Nothing in the records may be altered; repeat them exactly.
=====
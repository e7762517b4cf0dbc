// SPDX-License-Identifier: MIT
// Copyright (c) 2026 Alfred Jean LLC

//! Transaction map to displayable history.

use chrono::Duration;

use crate::classify::classify;
use crate::coalesce::coalesce_within;
use crate::compile::{chronological, TransactionMap};
use crate::event::HistoryEvent;

/// Builds a document's history from its compiled transactions.
///
/// Orders transactions oldest first, classifies them, coalesces adjacent
/// edits, and returns the events newest first.
pub fn history_events(
    document_id: &str,
    transactions: &TransactionMap,
    threshold: Duration,
) -> Vec<HistoryEvent> {
    let events = classify(document_id, &chronological(transactions));
    let mut events = coalesce_within(events, threshold);
    events.reverse();
    events
}

#[cfg(test)]
#[path = "history_tests.rs"]
mod tests;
=====
→ RESPONSE TO THIS EXERCISE
repository e7762517b4cf0dbc
// SPDX-License-Identifier: MIT
// Copyright (c) 2026 Alfred Jean LLC

//! Transaction map to displayable history.

use chrono::Duration;

use crate::classify::classify;
use crate::coalesce::coalesce_within;
use crate::compile::{chronological, TransactionMap};
use crate::event::HistoryEvent;

/// Builds a document's history from its compiled transactions.
///
/// Orders transactions oldest first, classifies them, coalesces adjacent
/// edits, and returns the events newest first.
pub fn history_events(
    document_id: &str,
    transactions: &TransactionMap,
    threshold: Duration,
) -> Vec<HistoryEvent> {
    let events = classify(document_id, &chronological(transactions));
    let mut events = coalesce_within(events, threshold);
    events.reverse();
    events
}

#[cfg(test)]
#[path = "history_tests.rs"]
mod tests;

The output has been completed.